The Western States Petroleum Association or WSPA, an oil and gas trade group, says that California took in $24.6 billion in revenue because of industry operations and directly and indirectly contributes to more than 300,000 jobs.

Gov. Newsom staked out an environmental platform when he ran for governor, and even initiated a study looking at how to transition away from fossil fuels. Despite that, 191 fracking permits were approved in the first half of 2019, compared to 222 issued in all of last year. The top recipient of permits was a company called Aera Energy, a joint venture of ExxonMobil and Royal Dutch Shell.

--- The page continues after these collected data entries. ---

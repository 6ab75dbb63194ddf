use async_trait::async_trait;
use bytes::Bytes;
use common::domain::{Message, PipelineError, WireFormat};
use serde_json::{json, Value};
use std::sync::Arc;
use step_host::{CommandStep, Step, StepFailure, StepHost, StepRequest};

/// Returns its input untouched
struct Identity;

#[async_trait]
impl Step for Identity {
    async fn process(&self, message: Message) -> Result<Message, StepFailure> {
        Ok(message)
    }
}

/// Decodes a two byte big-endian temperature in tenths of a degree
struct TemperatureDecoder;

#[async_trait]
impl Step for TemperatureDecoder {
    async fn process(&self, mut message: Message) -> Result<Message, StepFailure> {
        let [hi, lo] = message.payload[..] else {
            return Err(StepFailure::new(anyhow::anyhow!(
                "expected 2 payload bytes, got {}",
                message.payload.len()
            ))
            .with_attempt(message));
        };
        let celsius = f64::from(i16::from_be_bytes([hi, lo])) / 10.0;

        message
            .create_measurement(celsius, "temperature", "Cel")
            .set_sensor("probe")
            .add();
        Ok(message)
    }
}

fn example_body() -> Bytes {
    Bytes::from(
        json!({
            "tracing_id": "t1",
            "tenant_id": 1,
            "access_token": "x",
            "received_at": 100,
            "pipeline_id": "p",
            "step_index": 0,
            "pipeline_steps": ["a", "b"],
            "timestamp": 100,
            "payload": null
        })
        .to_string(),
    )
}

#[tokio::test]
async fn test_unmodified_message_advances_to_next_step() {
    let host = StepHost::new(Arc::new(Identity));

    let response = host
        .handle(StepRequest::new(Some("a".into()), example_body()))
        .await;

    assert_eq!(response.routing_key, "b");
    let forwarded: Value = serde_json::from_slice(&response.body).unwrap();
    assert_eq!(forwarded["step_index"], 1);
    assert_eq!(forwarded["tracing_id"], "t1");
    assert_eq!(forwarded["payload"], "");
}

#[tokio::test]
async fn test_message_walks_whole_pipeline_then_errors() {
    let host = StepHost::new(Arc::new(Identity));

    let first = host
        .handle(StepRequest::new(Some("a".into()), example_body()))
        .await;
    let second = host
        .handle(StepRequest::new(Some(first.routing_key.clone()), first.body))
        .await;

    assert_eq!(second.routing_key, "errors");
    let envelope: PipelineError = serde_json::from_slice(&second.body).unwrap();
    assert_eq!(envelope.tracing_id, "t1");
    assert_eq!(envelope.worker, "b");
    assert!(envelope.error.starts_with("NoStepsRemaining"));
}

#[tokio::test]
async fn test_decoder_adds_measurement() {
    let host = StepHost::new(Arc::new(TemperatureDecoder));
    let message = Message::new(1, "x", "p", vec!["decode".into(), "store".into()])
        .with_payload(vec![0x01, 0x10]);

    let response = host
        .handle(StepRequest::new(
            Some("decode".into()),
            message.to_wire().unwrap(),
        ))
        .await;

    assert_eq!(response.routing_key, "store");
    let forwarded = Message::from_wire(&response.body).unwrap();
    assert_eq!(forwarded.measurements.len(), 1);
    assert_eq!(forwarded.measurements[0].value, 27.2);
    assert_eq!(forwarded.measurements[0].timestamp, message.timestamp);
}

#[tokio::test]
async fn test_decoder_failure_lands_on_errors_with_label() {
    let host = StepHost::new(Arc::new(TemperatureDecoder));
    let message =
        Message::new(1, "x", "p", vec!["decode".into(), "store".into()]).with_payload(vec![0x01]);

    let response = host
        .handle(StepRequest::new(
            Some("decode".into()),
            message.to_wire().unwrap(),
        ))
        .await;

    assert_eq!(response.routing_key, "errors");
    let envelope: PipelineError = serde_json::from_slice(&response.body).unwrap();
    assert_eq!(envelope.worker, "decode");
    assert_eq!(envelope.queue, "decode");
    assert!(envelope.error.contains("expected 2 payload bytes, got 1"));
    assert_eq!(envelope.received_by_worker, Some(message));
}

#[cfg(unix)]
#[tokio::test]
async fn test_external_step_returning_non_message_lands_on_errors() {
    let step = CommandStep::new(
        "sh",
        vec!["-c".into(), "cat >/dev/null; echo '{\"hello\": \"world\"}'".into()],
    );
    let host = StepHost::new(Arc::new(step));

    let response = host
        .handle(StepRequest::new(Some("enrich".into()), example_body()))
        .await;

    assert_eq!(response.routing_key, "errors");
    let envelope: PipelineError = serde_json::from_slice(&response.body).unwrap();
    assert!(envelope.error.starts_with("UserStepInvalidReturn"));
    assert_eq!(envelope.worker, "enrich");
    assert_eq!(envelope.queue, "enrich");
    assert_eq!(envelope.tracing_id, "t1");
    assert!(envelope.received_by_worker.is_some());
}
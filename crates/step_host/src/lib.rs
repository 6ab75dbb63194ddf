pub mod domain;
pub mod http;

pub use domain::*;
pub use http::*;
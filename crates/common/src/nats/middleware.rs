mod consumer_tracing;
mod consumer_types;
mod delivery_logging;
mod publish_tracing;
mod publish_types;
mod publisher;

pub use consumer_tracing::*;
pub use consumer_types::*;
pub use delivery_logging::*;
pub use publish_tracing::*;
pub use publish_types::*;
pub use publisher::*;
use crate::domain::{Step, StepFailure};
use anyhow::{anyhow, Context};
use async_trait::async_trait;
use common::domain::{DomainError, Message, WireFormat};
use std::process::Stdio;
use tokio::io::AsyncWriteExt;
use tokio::process::Command;
use tracing::{debug, instrument};

/// Longest slice of unusable child output quoted back in an error
const MAX_QUOTED_OUTPUT: usize = 256;

/// Step implemented by an external program.
///
/// The message's wire form is written to the child's stdin and the child is
/// expected to print the processed message's wire form to stdout and exit 0.
/// A non-zero exit fails the step with the child's stderr; output that is not
/// a message fails with `UserStepInvalidReturn`.
#[derive(Debug, Clone)]
pub struct CommandStep {
    program: String,
    args: Vec<String>,
}

impl CommandStep {
    pub fn new(program: impl Into<String>, args: Vec<String>) -> Self {
        Self {
            program: program.into(),
            args,
        }
    }

    /// Split a whitespace-separated command line into program and arguments.
    pub fn from_command_line(command_line: &str) -> anyhow::Result<Self> {
        let mut parts = command_line.split_whitespace().map(str::to_string);
        let program = parts
            .next()
            .ok_or_else(|| anyhow!("step command is empty"))?;
        Ok(Self::new(program, parts.collect()))
    }
}

#[async_trait]
impl Step for CommandStep {
    #[instrument(skip_all, fields(program = %self.program, tracing_id = %message.tracing_id))]
    async fn process(&self, message: Message) -> Result<Message, StepFailure> {
        let input = message.to_wire()?;

        let mut child = Command::new(&self.program)
            .args(&self.args)
            .stdin(Stdio::piped())
            .stdout(Stdio::piped())
            .stderr(Stdio::piped())
            .kill_on_drop(true)
            .spawn()
            .with_context(|| format!("failed to start step command {}", self.program))?;

        let mut stdin = child
            .stdin
            .take()
            .context("step command stdin was not captured")?;
        let writer = tokio::spawn(async move {
            stdin.write_all(&input).await?;
            stdin.shutdown().await
        });

        let output = child
            .wait_with_output()
            .await
            .context("failed to wait for step command")?;

        // a child that exits without reading its input closes the pipe early
        if let Ok(Err(e)) = writer.await {
            debug!(error = %e, "step command did not consume its whole input");
        }

        if !output.status.success() {
            let stderr = String::from_utf8_lossy(&output.stderr);
            return Err(StepFailure::new(anyhow!(
                "step command exited with {}: {}",
                output.status,
                stderr.trim()
            ))
            .with_attempt(message));
        }

        Message::from_wire(&output.stdout).map_err(|e| {
            StepFailure::new(DomainError::UserStepInvalidReturn(format!(
                "{e}; output was {:?}",
                quote(&output.stdout)
            )))
            .with_attempt(message)
        })
    }
}

fn quote(output: &[u8]) -> String {
    let text = String::from_utf8_lossy(output);
    text.chars().take(MAX_QUOTED_OUTPUT).collect()
}
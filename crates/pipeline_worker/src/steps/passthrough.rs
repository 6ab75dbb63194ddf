use async_trait::async_trait;
use common::domain::Message;
use step_host::{Step, StepFailure};

/// Forwards every message untouched.
pub struct PassthroughStep;

#[async_trait]
impl Step for PassthroughStep {
    async fn process(&self, message: Message) -> Result<Message, StepFailure> {
        Ok(message)
    }
}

Newsom said that he does not have the authority to issue a moratorium on fracking, although some environmental groups dispute that fact. “The governor definitely has the power to instruct the agency to ban fracking, to stop issuing permits for new wells, teo stop the expansion of the industry and to protect public health,” Kassie Siegel, director and senior counsel of the Climate Law Institute at the Center for Biological Diversity, told the AP.

But the shakeup at the state agency could dramatically slow the pace of permitting. Newsom said that he wants his opposition to fossil fuels reflected in the work of the state regulator.

It’s unclear how this will affect the oil industry in the state, but it could mark a point of departure from past administrations.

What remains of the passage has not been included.